Как видим, Чехов был весьма последователен в своих суждениях о русской жизни. И еще в одном он был последователен до конца. Прекрасно отдавая себе отчет в никчемности благотворительной деятельности, никчемности по большому счету, все более уверенно говоря о необходимости коренного переустройства жизни, писатель, однако, сам делал все возможное, все, что позволяли его силы и средства, чтобы оказать посильную помощь народу. Противоречие? Нет. Он презирал людей безразличных, черствых, был абсолютно убежден, что забота о нуждах народа является проявлением элементарной человечности. Но не менее презирал он и тех сытых и самодовольных благотворителей, которые видели в благотворительности панацею от всех зол.
Лика Мизинова
В ноябре 1891 года, когда кончилась публикация "Дуэли", Чехов написал рассказ "Попрыгунья". Вслед за тем был написан фельетон "В Москве".

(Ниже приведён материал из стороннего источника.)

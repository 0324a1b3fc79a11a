use super::types::{example_lifters, Lifter};
use crate::scoring::recompute_all;
use crate::units::WeightUnit;
use anyhow::{Context, Result};
use atomic_write_file::AtomicWriteFile;
use std::fs::{self, File, OpenOptions};
use std::io::{Read, Write};
use std::path::{Path, PathBuf};
use tracing::{debug, info};

/// Roster file name inside the data directory.
pub const ROSTER_FILE: &str = "users.csv";

/// Archive of lifters removed from the roster.
pub const REMOVED_FILE: &str = "removed.csv";

/// Get the default data directory (~/.config/bar-loader/data/)
pub fn get_data_dir() -> PathBuf {
    crate::config::get_config_dir().join("data")
}

pub fn roster_path(data_dir: &Path) -> PathBuf {
    data_dir.join(ROSTER_FILE)
}

pub fn removed_path(data_dir: &Path) -> PathBuf {
    data_dir.join(REMOVED_FILE)
}

fn ensure_parent_dir(path: &Path) -> Result<()> {
    if let Some(parent) = path.parent() {
        if !parent.as_os_str().is_empty() && !parent.exists() {
            fs::create_dir_all(parent)
                .with_context(|| format!("Failed to create directory {}", parent.display()))?;
        }
    }
    Ok(())
}

fn read_lifters<R: Read>(reader: R, source: &Path) -> Result<Vec<Lifter>> {
    let mut csv_reader = csv::ReaderBuilder::new()
        .flexible(true)
        .trim(csv::Trim::Headers)
        .from_reader(reader);

    let mut lifters = Vec::new();
    for (i, row) in csv_reader.deserialize::<Lifter>().enumerate() {
        let lifter = row.with_context(|| {
            format!("Failed to parse row {} of {}", i + 2, source.display())
        })?;
        lifters.push(lifter);
    }
    Ok(lifters)
}

fn write_lifters<W: Write>(writer: W, lifters: &[Lifter]) -> Result<()> {
    let mut csv_writer = csv::Writer::from_writer(writer);
    if lifters.is_empty() {
        // Serialize only emits the header alongside the first record
        csv_writer.write_record(super::types::COLUMNS)?;
    }
    for lifter in lifters {
        csv_writer.serialize(lifter)?;
    }
    csv_writer.flush()?;
    Ok(())
}

/// Read a roster CSV and recompute every derived column.
///
/// Missing columns read as blank and unknown columns are ignored.
pub fn import_roster(path: &Path, attempt_unit: WeightUnit) -> Result<Vec<Lifter>> {
    let file = File::open(path)
        .with_context(|| format!("Failed to open roster file at {}", path.display()))?;
    let mut lifters = read_lifters(file, path)?;
    recompute_all(&mut lifters, attempt_unit);
    debug!(path = %path.display(), count = lifters.len(), "read roster");
    Ok(lifters)
}

/// Load the roster. A missing file is an empty roster.
pub fn load_roster(path: &Path, attempt_unit: WeightUnit) -> Result<Vec<Lifter>> {
    if !path.exists() {
        debug!(path = %path.display(), "no roster file, starting empty");
        return Ok(Vec::new());
    }
    import_roster(path, attempt_unit)
}

/// Load the roster, seeding it with example lifters on first use.
pub fn load_or_seed(path: &Path, attempt_unit: WeightUnit) -> Result<Vec<Lifter>> {
    if path.exists() {
        return import_roster(path, attempt_unit);
    }
    let mut lifters = example_lifters();
    save_roster(path, &mut lifters, attempt_unit)?;
    info!(path = %path.display(), "created roster with example lifters");
    Ok(lifters)
}

/// Recompute derived columns and save the roster atomically.
///
/// Uses atomic-write-file so the roster is never left half-written.
pub fn save_roster(path: &Path, lifters: &mut [Lifter], attempt_unit: WeightUnit) -> Result<()> {
    recompute_all(lifters, attempt_unit);
    ensure_parent_dir(path)?;

    let mut file = AtomicWriteFile::open(path)
        .with_context(|| format!("Failed to open atomic write file at {}", path.display()))?;
    write_lifters(&mut file, lifters).context("Failed to serialize roster")?;
    file.commit().context("Failed to save roster")?;

    debug!(path = %path.display(), count = lifters.len(), "saved roster");
    Ok(())
}

/// Write lifters with the full header to an arbitrary file.
pub fn export_roster(path: &Path, lifters: &[Lifter]) -> Result<()> {
    ensure_parent_dir(path)?;
    let file = File::create(path)
        .with_context(|| format!("Failed to create export file at {}", path.display()))?;
    write_lifters(file, lifters)
        .with_context(|| format!("Failed to export roster to {}", path.display()))?;
    info!(path = %path.display(), count = lifters.len(), "exported roster");
    Ok(())
}

/// Append a removed lifter to the archive, writing the header only when the
/// archive is new.
pub fn archive_lifter(path: &Path, lifter: &Lifter) -> Result<()> {
    ensure_parent_dir(path)?;
    let is_new = !path.exists() || fs::metadata(path).map(|m| m.len() == 0).unwrap_or(true);

    let file = OpenOptions::new()
        .create(true)
        .append(true)
        .open(path)
        .with_context(|| format!("Failed to open archive at {}", path.display()))?;

    let mut csv_writer = csv::WriterBuilder::new()
        .has_headers(is_new)
        .from_writer(file);
    csv_writer
        .serialize(lifter)
        .with_context(|| format!("Failed to append to archive at {}", path.display()))?;
    csv_writer.flush()?;

    info!(lifter = %lifter.full_name(), path = %path.display(), "archived lifter");
    Ok(())
}

/// Path of a timestamped backup next to the roster
/// (`users_purged_YYYY-MM-DD_HHMMSS.csv`).
pub fn backup_path(roster: &Path, now: chrono::DateTime<chrono::Local>) -> PathBuf {
    let stem = roster
        .file_stem()
        .and_then(|s| s.to_str())
        .unwrap_or("users");
    let name = format!("{}_purged_{}.csv", stem, now.format("%Y-%m-%d_%H%M%S"));
    roster.with_file_name(name)
}

/// Copy the roster to a timestamped backup. Returns None when there is no
/// roster file to back up.
pub fn backup_roster(roster: &Path) -> Result<Option<PathBuf>> {
    if !roster.exists() {
        return Ok(None);
    }
    let backup = backup_path(roster, chrono::Local::now());
    fs::copy(roster, &backup).with_context(|| {
        format!(
            "Failed to back up {} to {}",
            roster.display(),
            backup.display()
        )
    })?;
    info!(backup = %backup.display(), "backed up roster");
    Ok(Some(backup))
}

/// Back up the roster and replace it with an empty one.
pub fn purge_roster(roster: &Path, attempt_unit: WeightUnit) -> Result<Option<PathBuf>> {
    let backup = backup_roster(roster)?;
    save_roster(roster, &mut [], attempt_unit)?;
    Ok(backup)
}

#[cfg(test)]
mod tests {
    use super::*;
    use crate::roster::types::COLUMNS;
    use chrono::TimeZone;
    use std::env;

    fn temp_dir(name: &str) -> PathBuf {
        let dir = env::temp_dir().join(format!("bar_loader_test_{}_{}", name, std::process::id()));
        let _ = fs::remove_dir_all(&dir);
        dir
    }

    #[test]
    fn test_load_missing_file_returns_empty() {
        let dir = temp_dir("missing");
        let lifters = load_roster(&roster_path(&dir), WeightUnit::Pounds).unwrap();
        assert!(lifters.is_empty());
    }

    #[test]
    fn test_load_or_seed_creates_examples() {
        let dir = temp_dir("seed");
        let path = roster_path(&dir);

        let lifters = load_or_seed(&path, WeightUnit::Pounds).unwrap();
        assert_eq!(lifters.len(), 4);
        assert!(path.exists());
        assert_eq!(lifters[0].total, "380.0");

        let _ = fs::remove_dir_all(&dir);
    }

    #[test]
    fn test_save_and_load_roundtrip() {
        let dir = temp_dir("roundtrip");
        let path = roster_path(&dir);

        let mut lifters = example_lifters();
        lifters[1].first = "Bob, Jr.".to_string();
        save_roster(&path, &mut lifters, WeightUnit::Pounds).unwrap();

        let loaded = load_roster(&path, WeightUnit::Pounds).unwrap();
        assert_eq!(loaded, lifters);
        assert_eq!(loaded[1].first, "Bob, Jr.");

        let _ = fs::remove_dir_all(&dir);
    }

    #[test]
    fn test_import_fills_missing_columns_and_recomputes() {
        let dir = temp_dir("import");
        fs::create_dir_all(&dir).unwrap();
        let path = dir.join("partial.csv");
        fs::write(
            &path,
            "First,Last,Sex,Weight_KG,Squat1,Squat2,Bench1,Deadlift2,Deadlift3,Total,Shoe\n\
             Dana,Lift,F,60,100,105,80,130,125,9999,42\n",
        )
        .unwrap();

        let lifters = import_roster(&path, WeightUnit::Kilograms).unwrap();
        assert_eq!(lifters.len(), 1);
        let dana = &lifters[0];
        assert_eq!(dana.age, "");
        assert_eq!(dana.total, "315.0");
        assert!(!dana.dots.is_empty());
        assert_eq!(dana.weight_lb, "132.3");

        let _ = fs::remove_dir_all(&dir);
    }

    #[test]
    fn test_import_short_rows() {
        let dir = temp_dir("short");
        fs::create_dir_all(&dir).unwrap();
        let path = dir.join("short.csv");
        fs::write(&path, "First,Last,Age\nEve,Short\n").unwrap();

        let lifters = import_roster(&path, WeightUnit::Pounds).unwrap();
        assert_eq!(lifters[0].first, "Eve");
        assert_eq!(lifters[0].age, "");
        assert_eq!(lifters[0].total, "0.0");

        let _ = fs::remove_dir_all(&dir);
    }

    #[test]
    fn test_save_empty_roster_writes_header() {
        let dir = temp_dir("empty");
        let path = roster_path(&dir);
        save_roster(&path, &mut [], WeightUnit::Pounds).unwrap();

        let content = fs::read_to_string(&path).unwrap();
        assert_eq!(content.trim_end(), COLUMNS.join(","));

        let _ = fs::remove_dir_all(&dir);
    }

    #[test]
    fn test_archive_appends_with_single_header() {
        let dir = temp_dir("archive");
        let path = removed_path(&dir);
        let lifters = example_lifters();

        archive_lifter(&path, &lifters[0]).unwrap();
        archive_lifter(&path, &lifters[1]).unwrap();

        let content = fs::read_to_string(&path).unwrap();
        let header_count = content.lines().filter(|l| l.starts_with("First,")).count();
        assert_eq!(header_count, 1);
        assert_eq!(content.lines().count(), 3);

        let _ = fs::remove_dir_all(&dir);
    }

    #[test]
    fn test_backup_path_format() {
        let now = chrono::Local.with_ymd_and_hms(2024, 3, 9, 7, 5, 2).unwrap();
        let backup = backup_path(Path::new("/data/users.csv"), now);
        assert_eq!(backup, PathBuf::from("/data/users_purged_2024-03-09_070502.csv"));
    }

    #[test]
    fn test_backup_missing_roster() {
        let dir = temp_dir("backup_missing");
        assert!(backup_roster(&roster_path(&dir)).unwrap().is_none());
    }

    #[test]
    fn test_purge_backs_up_and_clears() {
        let dir = temp_dir("purge");
        let path = roster_path(&dir);
        let mut lifters = example_lifters();
        save_roster(&path, &mut lifters, WeightUnit::Pounds).unwrap();

        let backup = purge_roster(&path, WeightUnit::Pounds).unwrap().unwrap();
        assert!(backup.exists());
        assert_eq!(load_roster(&backup, WeightUnit::Pounds).unwrap().len(), 4);
        assert!(load_roster(&path, WeightUnit::Pounds).unwrap().is_empty());

        let _ = fs::remove_dir_all(&dir);
    }

    #[test]
    fn test_export_writes_full_header() {
        let dir = temp_dir("export");
        let path = dir.join("out").join("export.csv");
        let mut lifters = example_lifters();
        recompute_all(&mut lifters, WeightUnit::Pounds);

        export_roster(&path, &lifters).unwrap();
        let content = fs::read_to_string(&path).unwrap();
        assert_eq!(content.lines().next().unwrap(), COLUMNS.join(","));
        assert_eq!(content.lines().count(), 5);

        let _ = fs::remove_dir_all(&dir);
    }
}
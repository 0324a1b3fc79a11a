use owo_colors::{OwoColorize, Style};
use std::io::IsTerminal;
use std::path::Path;
use terminal_size::{terminal_size, Width};

use super::theme::Palette;
use crate::loading::LoadSession;
use crate::roster::Lifter;
use crate::scoring::engine::format_total;
use crate::scoring::{Formula, ScoreCard};

/// A roster row with its 1-based position in the saved roster
pub type RosterRow<'a> = (usize, &'a Lifter);

const SCORE_WIDTH: usize = 7;
const MIN_NAME_WIDTH: usize = 12;

/// Check if stdout is a TTY (for auto-detecting color support)
pub fn should_use_colors() -> bool {
    std::io::stdout().is_terminal()
}

/// Get terminal width, defaulting to None for pipes (unlimited)
fn get_terminal_width() -> Option<usize> {
    terminal_size().map(|(Width(w), _)| w as usize)
}

fn paint(text: &str, style: Style, use_colors: bool) -> String {
    if use_colors {
        text.style(style).to_string()
    } else {
        text.to_string()
    }
}

/// Truncate a name to fit available width, accounting for Unicode
fn truncate_name(name: &str, max_width: usize) -> String {
    let chars: Vec<char> = name.chars().collect();
    if chars.len() <= max_width {
        name.to_string()
    } else if max_width > 3 {
        format!("{}...", chars[..max_width - 3].iter().collect::<String>())
    } else {
        chars[..max_width].iter().collect()
    }
}

fn pad_right(text: &str, width: usize) -> String {
    let len = text.chars().count();
    if len >= width {
        text.to_string()
    } else {
        format!("{}{}", text, " ".repeat(width - len))
    }
}

fn score_columns(lifter: &Lifter) -> [&str; 5] {
    [
        lifter.dots.as_str(),
        lifter.wilks.as_str(),
        lifter.wilks2.as_str(),
        lifter.ipf.as_str(),
        lifter.ipf_gl.as_str(),
    ]
}

/// Format the roster as a table: index, name, sex, bodyweight, total and the
/// five scores. Names are truncated to the terminal width.
pub fn format_roster_table(rows: &[RosterRow], palette: &Palette, use_colors: bool) -> String {
    if rows.is_empty() {
        return "No lifters found.".to_string();
    }

    let names: Vec<String> = rows.iter().map(|(_, l)| l.full_name()).collect();
    let longest = names.iter().map(|n| n.chars().count()).max().unwrap_or(0);

    // index(4) sex(2) bw(7) total(8) + 5 scores, each with two-space separators
    let fixed_width = 4 + 2 + 2 + 7 + 2 + 8 + 5 * (SCORE_WIDTH + 2);
    let name_width = match get_terminal_width() {
        Some(width) if width > fixed_width + MIN_NAME_WIDTH => longest.min(width - fixed_width - 2),
        Some(_) => longest.min(MIN_NAME_WIDTH),
        None => longest,
    }
    .max(4);

    let mut header = format!(
        "{:>3}  {}  {:<2}  {:>7}  {:>8}",
        "#",
        pad_right("Name", name_width),
        "Sx",
        "BW kg",
        "Total"
    );
    for formula in Formula::ALL {
        header.push_str(&format!("  {:>width$}", formula.label(), width = SCORE_WIDTH));
    }

    let mut lines = vec![paint(&header, palette.header, use_colors)];
    for ((index, lifter), name) in rows.iter().zip(&names) {
        let index_str = format!("{:>2}.", index);
        let name = pad_right(&truncate_name(name, name_width), name_width);
        let sex: String = lifter.sex.chars().take(1).collect();

        let mut line = format!(
            "{}  {}  {:<2}  {:>7}  {}",
            paint(&index_str, palette.index, use_colors),
            paint(&name, palette.name, use_colors),
            sex,
            lifter.weight_kg,
            paint(&format!("{:>8}", lifter.total), palette.lb, use_colors),
        );
        for score in score_columns(lifter) {
            let cell = format!("{:>width$}", score, width = SCORE_WIDTH);
            line.push_str("  ");
            line.push_str(&paint(&cell, palette.score, use_colors));
        }
        lines.push(line);
    }
    lines.join("\n")
}

/// Format the roster as tab-separated values for scripting
/// Columns: index, first, last, sex, bodyweight kg, total, DOTS, Wilks,
/// Wilks2, IPF, IPF_GL (no headers, no colors)
pub fn format_roster_tsv(rows: &[RosterRow]) -> String {
    rows.iter()
        .map(|(index, lifter)| {
            let mut fields = vec![
                index.to_string(),
                lifter.first.clone(),
                lifter.last.clone(),
                lifter.sex.clone(),
                lifter.weight_kg.clone(),
                lifter.total.clone(),
            ];
            fields.extend(score_columns(lifter).iter().map(|s| s.to_string()));
            fields.join("\t")
        })
        .collect::<Vec<_>>()
        .join("\n")
}

/// Multi-line score breakdown for one lifter or one ad-hoc entry.
/// Scores that cannot be computed show as "-".
pub fn format_score_card(card: &ScoreCard, palette: &Palette, use_colors: bool) -> String {
    let mut lines = vec![format!(
        "{} {} kg bodyweight, {} kg total",
        card.sex.label(),
        format_total(card.bodyweight_kg),
        format_total(card.total_kg)
    )];

    for contribution in &card.scores {
        let score = if contribution.score.is_empty() {
            "-"
        } else {
            contribution.score.as_str()
        };
        let coefficient = contribution
            .coefficient
            .map(|c| format!("  (x{:.4})", c))
            .unwrap_or_default();
        lines.push(format!(
            "  {}  {}{}",
            pad_right(contribution.formula.label(), 7),
            paint(&format!("{:>7}", score), palette.score, use_colors),
            paint(&coefficient, palette.muted, use_colors)
        ));
    }
    lines.join("\n")
}

/// Pretty JSON for `score --json`
pub fn format_score_json(card: &ScoreCard) -> serde_json::Result<String> {
    serde_json::to_string_pretty(card)
}

/// Current bar load, its stone equivalent and the plate image if one was found.
pub fn format_load(
    session: &LoadSession,
    image: Option<&Path>,
    palette: &Palette,
    use_colors: bool,
) -> String {
    let mut out = format!(
        "{} / {} kg  ({} st)",
        paint(&format!("{:.1} lbs", session.rounded_lb()), palette.lb, use_colors),
        paint(&format!("{:.1}", session.rounded_kg()), palette.kg, use_colors),
        session.stone()
    );
    match image {
        Some(path) => out.push_str(&format!("\n  image: {}", path.display())),
        None => out.push_str(&paint(
            &format!("\n  image: {} (not found)", session.image_name()),
            palette.muted,
            use_colors,
        )),
    }
    out
}

/// One theme per line
pub fn format_theme_list(themes: &[String]) -> String {
    if themes.is_empty() {
        "No themes found.".to_string()
    } else {
        themes.join("\n")
    }
}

Рассказ "Попрыгунья" — новый чеховский шедевр — проникнут теми же мыслями и настроениями: глубоким презрением к пустой трате величайшего достояния человека — его жизни, глубоким уважением к целеустремленному самоотверженному труду. Не случайно же первоначальное заглавие рассказа было "Великий человек". Чехов отказался от него, так как признал его претенциозным и, видимо, несоответствующим характеру рассказа — не героического, а лирико-иронического по тону и стилю.